A federal judge has issued a preliminary injunction saying the District of Columbia’s new concealed carry law is unconstitutional.The D.C. governments response to the Supreme Court ruling under D.C. vs. Heller and McDonald vs. Chicago which banned blanket gun bans and affirmed the second amendment right of ordinary (read non-felony) citizens to possess guns, has been to try to find the least possible expansion of gun rights possible.
The order, issued Monday by Judge Frederick J. Scullin, was the second decision in less than a year declaring the Washington, D.C., gun carry laws to be unconstitutional. In October of 2014, the same judge ruled that the district’s complete ban on gun carry was also in violation of the Constitution.
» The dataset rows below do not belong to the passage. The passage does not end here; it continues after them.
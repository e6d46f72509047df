// SPDX-FileCopyrightText: 2026 Bruno Meilick
// SPDX-License-Identifier: LicenseRef-Flowdeck-FreeUse-NoCopy-NoDerivatives
//
// All rights reserved.
//
// This file is part of Flowdeck and is proprietary software.
// Unauthorized copying, modification, or distribution is prohibited.

use std::borrow::Borrow;
use std::fmt;
use std::marker::PhantomData;
use std::str::FromStr;

use serde::{Deserialize, Deserializer, Serialize, Serializer};

/// A typed identifier for nodes, edges and handles.
///
/// Only enforces that the id is a non-empty token without surrounding whitespace and without
/// `/`; the numeric node allocator lives in the graph store, not here.
#[derive(Debug, Clone, PartialEq, Eq, Hash, PartialOrd, Ord)]
pub struct Id<T> {
    value: String,
    _marker: PhantomData<fn() -> T>,
}

impl<T> Id<T> {
    pub fn new(value: impl Into<String>) -> Result<Self, IdError> {
        let value = value.into();
        validate_id(&value)?;
        Ok(Self {
            value,
            _marker: PhantomData,
        })
    }

    /// Decimal ids are always valid tokens.
    pub fn numeric(value: u64) -> Self {
        Self {
            value: value.to_string(),
            _marker: PhantomData,
        }
    }

    /// The id as a number, when it is one.
    pub fn as_u64(&self) -> Option<u64> {
        self.value.parse().ok()
    }

    pub fn as_str(&self) -> &str {
        &self.value
    }

    pub fn into_string(self) -> String {
        self.value
    }
}

impl<T> fmt::Display for Id<T> {
    fn fmt(&self, f: &mut fmt::Formatter<'_>) -> fmt::Result {
        f.write_str(&self.value)
    }
}

impl<T> AsRef<str> for Id<T> {
    fn as_ref(&self) -> &str {
        self.as_str()
    }
}

impl<T> Borrow<str> for Id<T> {
    fn borrow(&self) -> &str {
        self.as_str()
    }
}

impl<T> FromStr for Id<T> {
    type Err = IdError;

    fn from_str(s: &str) -> Result<Self, Self::Err> {
        Self::new(s.to_owned())
    }
}

impl<T> TryFrom<String> for Id<T> {
    type Error = IdError;

    fn try_from(value: String) -> Result<Self, Self::Error> {
        Self::new(value)
    }
}

impl<T> Serialize for Id<T> {
    fn serialize<S: Serializer>(&self, serializer: S) -> Result<S::Ok, S::Error> {
        serializer.serialize_str(&self.value)
    }
}

impl<'de, T> Deserialize<'de> for Id<T> {
    fn deserialize<D: Deserializer<'de>>(deserializer: D) -> Result<Self, D::Error> {
        let value = String::deserialize(deserializer)?;
        Self::new(value).map_err(serde::de::Error::custom)
    }
}

#[derive(Debug, Clone, PartialEq, Eq, thiserror::Error)]
pub enum IdError {
    #[error("id must not be empty")]
    Empty,
    #[error("id must not contain '/'")]
    ContainsSlash,
    #[error("id must not start or end with whitespace")]
    SurroundingWhitespace,
}

fn validate_id(value: &str) -> Result<(), IdError> {
    if value.is_empty() {
        return Err(IdError::Empty);
    }
    if value.contains('/') {
        return Err(IdError::ContainsSlash);
    }
    if value.trim() != value {
        return Err(IdError::SurroundingWhitespace);
    }
    Ok(())
}

#[derive(Debug, Clone, Copy, PartialEq, Eq, Hash, PartialOrd, Ord)]
pub enum NodeIdTag {}
pub type NodeId = Id<NodeIdTag>;

#[derive(Debug, Clone, Copy, PartialEq, Eq, Hash, PartialOrd, Ord)]
pub enum EdgeIdTag {}
pub type EdgeId = Id<EdgeIdTag>;

#[derive(Debug, Clone, Copy, PartialEq, Eq, Hash, PartialOrd, Ord)]
pub enum HandleIdTag {}
pub type HandleId = Id<HandleIdTag>;
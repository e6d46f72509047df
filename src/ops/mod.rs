// SPDX-FileCopyrightText: 2026 Bruno Meilick
// SPDX-License-Identifier: LicenseRef-Flowdeck-FreeUse-NoCopy-NoDerivatives
//
// All rights reserved.
//
// This file is part of Flowdeck and is proprietary software.
// Unauthorized copying, modification, or distribution is prohibited.

//! Connection acceptance and node payload rules.
//!
//! Everything here is a pure decision over a graph snapshot; committing the outcome is the graph
//! store's job.

use crate::model::{Edge, EdgeId, Graph, HandleId, NodeId};
use crate::query::reaches;

/// A connection the user is trying to draw. Not yet part of any graph.
#[derive(Debug, Clone, PartialEq, Eq)]
pub struct ConnectionCandidate {
    pub source_node_id: NodeId,
    pub source_handle_id: Option<HandleId>,
    pub target_node_id: NodeId,
    pub target_handle_id: Option<HandleId>,
}

impl ConnectionCandidate {
    pub fn new(source_node_id: NodeId, target_node_id: NodeId) -> Self {
        Self {
            source_node_id,
            source_handle_id: None,
            target_node_id,
            target_handle_id: None,
        }
    }

    pub fn with_source_handle(mut self, handle_id: Option<HandleId>) -> Self {
        self.source_handle_id = handle_id;
        self
    }

    pub fn with_target_handle(mut self, handle_id: Option<HandleId>) -> Self {
        self.target_handle_id = handle_id;
        self
    }

    pub fn into_edge(self, edge_id: EdgeId) -> Edge {
        Edge::new(
            edge_id,
            self.source_node_id,
            self.source_handle_id,
            self.target_node_id,
            self.target_handle_id,
        )
    }
}

#[derive(Debug, Clone, PartialEq, Eq, thiserror::Error)]
pub enum ConnectionRejection {
    #[error("cannot connect: node {node_id} does not exist")]
    UnknownEndpoint { node_id: NodeId },
    #[error("a step cannot connect to itself")]
    SelfLoop,
    #[error("this output already has a connection; remove it first")]
    HandleAlreadyConnected { existing_edge_id: EdgeId },
    #[error("connection would create a loop in the flow")]
    WouldCreateCycle,
}

impl ConnectionRejection {
    /// Stable machine-readable name.
    pub fn code(&self) -> &'static str {
        match self {
            Self::UnknownEndpoint { .. } => "unknown_endpoint",
            Self::SelfLoop => "self_loop",
            Self::HandleAlreadyConnected { .. } => "handle_already_connected",
            Self::WouldCreateCycle => "would_create_cycle",
        }
    }
}

#[derive(Debug, Clone, Copy, PartialEq, Eq, thiserror::Error)]
pub enum NodeRejection {
    #[error("message must not be empty")]
    EmptyMessage,
    #[error("no step ids left to allocate")]
    IdSpaceExhausted,
}

impl NodeRejection {
    pub fn code(&self) -> &'static str {
        match self {
            Self::EmptyMessage => "empty_message",
            Self::IdSpaceExhausted => "id_space_exhausted",
        }
    }
}

/// Decides whether `candidate` may be added to `graph`.
///
/// Checks run in a fixed order and stop at the first failure: unknown endpoint, self loop,
/// occupied source handle, cycle. The cycle check runs against the existing edges only.
pub fn validate_connection(
    graph: &Graph,
    candidate: &ConnectionCandidate,
) -> Result<(), ConnectionRejection> {
    for node_id in [&candidate.source_node_id, &candidate.target_node_id] {
        if !graph.contains_node(node_id) {
            return Err(ConnectionRejection::UnknownEndpoint {
                node_id: node_id.clone(),
            });
        }
    }

    if candidate.source_node_id == candidate.target_node_id {
        return Err(ConnectionRejection::SelfLoop);
    }

    if let Some(existing) = graph.edges().iter().find(|edge| {
        edge.leaves_through(&candidate.source_node_id, candidate.source_handle_id.as_ref())
    }) {
        return Err(ConnectionRejection::HandleAlreadyConnected {
            existing_edge_id: existing.id().clone(),
        });
    }

    // The candidate closes a loop iff its source is already downstream of its target.
    if reaches(graph, &candidate.target_node_id, &candidate.source_node_id) {
        return Err(ConnectionRejection::WouldCreateCycle);
    }

    Ok(())
}

/// Messages are stored verbatim but must contain something besides whitespace.
pub fn validate_message(message: &str) -> Result<(), NodeRejection> {
    if message.trim().is_empty() {
        return Err(NodeRejection::EmptyMessage);
    }
    Ok(())
}

/// Derives an edge id from the candidate endpoints, suffixing on the rare collision.
pub fn allocate_edge_id(graph: &Graph, candidate: &ConnectionCandidate) -> EdgeId {
    let handle = candidate
        .source_handle_id
        .as_ref()
        .map(HandleId::as_str)
        .unwrap_or("out");
    let base = format!(
        "e{}-{}-{}",
        candidate.source_node_id, handle, candidate.target_node_id
    );

    let mut suffix = 1_u64;
    loop {
        let raw = if suffix == 1 {
            base.clone()
        } else {
            format!("{base}~{suffix}")
        };
        // Node and handle ids are valid id tokens, so the joined form is too.
        if let Ok(edge_id) = EdgeId::new(raw) {
            if !graph.contains_edge(&edge_id) {
                return edge_id;
            }
        }
        suffix = suffix.saturating_add(1);
    }
}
Scullin barred DC Metropolitan Police Chief Cathy Lanier from enforcing the city’s requirement that a person applying for a concealed carry permit must prove they have a “good reason” to need one. This requirement created a system where only those with police reports detailing violent threats against them could obtain a permit.
This ruling shows, as many of us thought, the current law went well beyond what the courts would tolerate.
"This conclusion should not be read to suggest that it would be inappropriate for the District of Columbia to enact a licensing mechanism that includes appropriate time, place and manner restrictions on the carrying of handguns in public,” Judge Scullin said in his ruling. “The District of Columbia’s arbitrary ‘good reason’/’proper reason’ requirement, however, goes far beyond establishing such reasonable restrictions.”Expect another law testing the limits.
“Rather, for all intents and purposes, this requirement makes it impossible for the overwhelming majority of law-abiding citizens to obtain licenses to carry handguns in public for self-defense, thereby depriving them of their Second Amendment right to bear arms.”